I've been looking at Apple's WWWDC 2015 Session 711: "Networking with NSURLSession". Towards the end, the speaker mentions URLSessionStreamTask
, which can be used for direct socket I/O. And he mentions how a (HTTP) proxy connection can be transitioned to a stream-task.
A slide contains:
NSURLSessionStreamTask
DataTask conversion
NSURLSessionDataTask may be converted to a stream task
• Use NSURLSession to get through HTTP proxies
Conversion can occur when response is received
And the next slide has partial sample code:
func URLSession(session: NSURLSession, dataTask: NSURLSessionDataTask,
didReceiveResponse response: NSURLResponse,
completionHandler: (NSURLSessionResponseDisposition) -> Void) {
completionHandler(.BecomeStream)
}
func URLSession(session: NSURLSession, dataTask: NSURLSessionDataTask,
didBecomeStreamTask streamTask: NSURLSessionStreamTask) {
}
I want to know how to create the proxy connection in the first place. And using the data from the "System Preferences" : Network : Advanced : Proxies panel if possible. (Not just the "HTTP" proxy, but any of the other 4 with the same format.)
And since they usually use HTTP instead of HTTPS, do such connections trigger ATS (App Transport Security)?
What they're talking about is support for the WebSocket protocol, which allows you to open a connection to a web server, then upgrade that connection to a web socket, thus allowing you to communicate directly with whatever script or CGI program is on the other end without having to conform to the traditional request-response style.

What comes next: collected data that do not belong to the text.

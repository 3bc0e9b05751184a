//! Domain logic: turn a feature's phone tags into diagnostics, issues and a canonical tag set.
//!
//! This crate owns *what* is wrong with a feature's numbers and what they should look like.
//! It does not parse numbers itself; that is the host-supplied
//! [`NumberParser`](phonefix_types::number::NumberParser). It also never writes tags back;
//! callers hand the resulting [`TagChange`](phonefix_types::tags::TagChange) to whatever
//! applies edits.

mod aggregate;
mod classify;
mod emit;
mod error;
mod keys;
mod policy;
mod scheme;
mod split;

pub use aggregate::{Bucket, PhoneTags};
pub use classify::Classifier;
pub use emit::{fingerprint, fix, issues};
pub use error::{AnalysisError, AnalysisResult};
pub use keys::{UsableKey, class_root, is_usable_key};
pub use scheme::{SCHEME_KEYS, switch_to_contact_scheme};
pub use split::{SplitValue, split_value};
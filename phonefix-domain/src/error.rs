//! Error types for phonefix-domain.
//!
//! Rejected numbers are outcomes, not errors. Only a parser failure that says
//! nothing about the input surfaces here.

use phonefix_types::number::ParseError;
use thiserror::Error;

#[derive(Debug, Error)]
pub enum AnalysisError {
    /// The parser failed unexpectedly while classifying one candidate.
    /// The feature must be treated as skipped for this pass.
    #[error("parser fault on {candidate:?} ({key}) of feature {feature_id}: {source}")]
    ParserFault {
        feature_id: String,
        key: String,
        candidate: String,
        #[source]
        source: ParseError,
    },
}

impl AnalysisError {
    pub fn feature_id(&self) -> &str {
        match self {
            AnalysisError::ParserFault { feature_id, .. } => feature_id,
        }
    }
}

pub type AnalysisResult<T> = Result<T, AnalysisError>;
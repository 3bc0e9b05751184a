use serde::{Deserialize, Serialize};

/// Insertion-ordered set of strings. First occurrence wins.
#[derive(Debug, Clone, Default, PartialEq, Eq, Serialize, Deserialize)]
#[serde(transparent)]
pub struct ValueSet {
    values: Vec<String>,
}

impl ValueSet {
    pub fn new() -> Self {
        Self::default()
    }

    /// Returns false when the value was already present.
    pub fn insert(&mut self, value: impl Into<String>) -> bool {
        let value = value.into();
        if self.values.contains(&value) {
            return false;
        }
        self.values.push(value);
        true
    }

    pub fn contains(&self, value: &str) -> bool {
        self.values.iter().any(|v| v == value)
    }

    pub fn len(&self) -> usize {
        self.values.len()
    }

    pub fn is_empty(&self) -> bool {
        self.values.is_empty()
    }

    pub fn iter(&self) -> impl Iterator<Item = &str> {
        self.values.iter().map(String::as_str)
    }

    pub fn join(&self, sep: &str) -> String {
        self.values.join(sep)
    }
}

impl<S: Into<String>> FromIterator<S> for ValueSet {
    fn from_iter<I: IntoIterator<Item = S>>(iter: I) -> Self {
        let mut set = ValueSet::new();
        for v in iter {
            set.insert(v);
        }
        set
    }
}

/// How far the canonical output departs from the raw values, formatting-wise.
#[derive(Debug, Clone, Copy, Default, PartialEq, Eq, PartialOrd, Ord, Serialize, Deserialize)]
#[serde(rename_all = "snake_case")]
pub enum FormattingChange {
    #[default]
    None,
    /// Only separators or surrounding whitespace change.
    Beautified,
    /// At least one accepted number is rendered differently (E.123 layout).
    Reformatted,
}

/// Per-feature findings produced by the aggregator.
#[derive(Debug, Clone, Default, PartialEq, Eq, Serialize, Deserialize)]
pub struct Diagnostics {
    /// Keys whose value used `,` as a separator.
    #[serde(default, skip_serializing_if = "ValueSet::is_empty")]
    pub bad_separator_keys: ValueSet,

    #[serde(default, skip_serializing_if = "ValueSet::is_empty")]
    pub wrong_region_values: ValueSet,

    #[serde(default, skip_serializing_if = "ValueSet::is_empty")]
    pub premium_values: ValueSet,

    #[serde(default, skip_serializing_if = "ValueSet::is_empty")]
    pub invalid_values: ValueSet,

    #[serde(default, skip_serializing_if = "ValueSet::is_empty")]
    pub too_short_values: ValueSet,

    #[serde(default, skip_serializing_if = "ValueSet::is_empty")]
    pub unusual_char_values: ValueSet,

    #[serde(default, skip_serializing_if = "ValueSet::is_empty")]
    pub poorly_grouped_values: ValueSet,

    #[serde(default)]
    pub formatting: FormattingChange,

    #[serde(default)]
    pub switched_class: bool,

    #[serde(default)]
    pub switched_scheme: bool,
}

impl Diagnostics {
    /// Set when applying the canonical tags would change any separator,
    /// whitespace or number layout.
    pub fn is_beautifyable(&self) -> bool {
        self.formatting != FormattingChange::None
    }

    /// Records a formatting change, keeping the strongest one seen.
    pub fn note_formatting(&mut self, change: FormattingChange) {
        self.formatting = self.formatting.max(change);
    }

    /// Number of candidates that ended in a rejection set.
    pub fn rejected_count(&self) -> usize {
        self.premium_values.len()
            + self.unusual_char_values.len()
            + self.too_short_values.len()
            + self.invalid_values.len()
            + self.poorly_grouped_values.len()
    }
}
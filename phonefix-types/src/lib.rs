//! Shared DTOs and capability contracts for the phonefix workspace.
//!
//! # Design constraints
//! - Report types are intended to be serialized and handed to a host.
//! - Tag order is significant everywhere; nothing here sorts keys.
//! - The telephone-number and territory primitives are *supplied* by the host
//!   through the traits in [`number`] and [`geo`]; phonefix never reimplements them.

pub mod diagnostics;
pub mod geo;
pub mod issue;
pub mod number;
pub mod outcome;
pub mod report;
pub mod tags;

/// Schema identifiers.
pub mod schema {
    pub const PHONEFIX_REPORT_V1: &str = "phonefix.report.v1";
}
//! Embeddable core library for phonefix.
//!
//! Provides an I/O-abstracted entry point for checking and fixing the phone
//! tags of many features at once, suitable for linking into an editor or a
//! batch job.
//!
//! # Port traits
//!
//! All I/O is abstracted behind port traits in [`ports`]:
//! - [`FeatureSource`](ports::FeatureSource) - load features to check
//! - [`ChangeSink`](ports::ChangeSink) - hand tag replacements to the host
//!
//! The [`adapters`] module provides default implementations, and [`geocode`]
//! a caching [`RegionLookup`](phonefix_types::geo::RegionLookup).
//!
//! # Entry points
//!
//! - [`run_check`](pipeline::run_check) - classify features and build a report
//! - [`run_fix`](pipeline::run_fix) - check, then send every offered fix to the sink
//! - [`run_scheme_switch`](pipeline::run_scheme_switch) - move contact keys to the `contact:` scheme

pub mod adapters;
pub mod config;
pub mod geocode;
pub mod load;
pub mod pipeline;
pub mod ports;
pub mod settings;

// Re-export so embedders don't need phonefix-domain directly.
pub use phonefix_domain::{AnalysisError, PhoneTags};
// Copyright (c) 2025 Kodama Project. All rights reserved.
// Released under the GPL-3.0 license as described in the file LICENSE.
// Authors: Kokic (@kokic)

use clap::Parser;

use katex_widget::cli::{
    new::{NewCommand, NewCommandCli},
    render::RenderCommand,
    watch::WatchCommand,
};

#[derive(Parser)]
#[command(version, about, long_about = None)]
struct Cli {
    #[command(subcommand)]
    command: Command,
}

#[derive(clap::Subcommand)]
enum Command {
    /// Render a formula to widget HTML and script.
    #[command(visible_alias = "r")]
    Render(RenderCommand),

    /// Re-render a formula file into a preview page whenever it changes.
    #[command(visible_alias = "w")]
    Watch(WatchCommand),

    /// Create a new config.
    #[command(visible_alias = "n")]
    New(NewCommandCli),
}

fn main() -> eyre::Result<()> {
    let cli = Cli::parse();
    match &cli.command {
        Command::Render(command) => katex_widget::cli::render::render(command)?,
        Command::Watch(command) => katex_widget::cli::watch::watch(command)?,
        Command::New(NewCommandCli { command }) => match command {
            NewCommand::Config(command) => katex_widget::cli::new::new_config(command)?,
        },
    };
    Ok(())
}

What I think they were trying to say was that if you are sending HTTP (ick) requests via a proxy that actually supports WebSocket communications, iOS knows how to ask the proxies to upgrade the connection properly. This same upgrade mechanism is often used for making an HTTPS request through an HTTP proxy, where supported, and if you make an HTTPS connection, the subsequent WebSockets upgrade should work in spite of the proxy no matter what, because the proxy is already just passing bits back and forth by that point.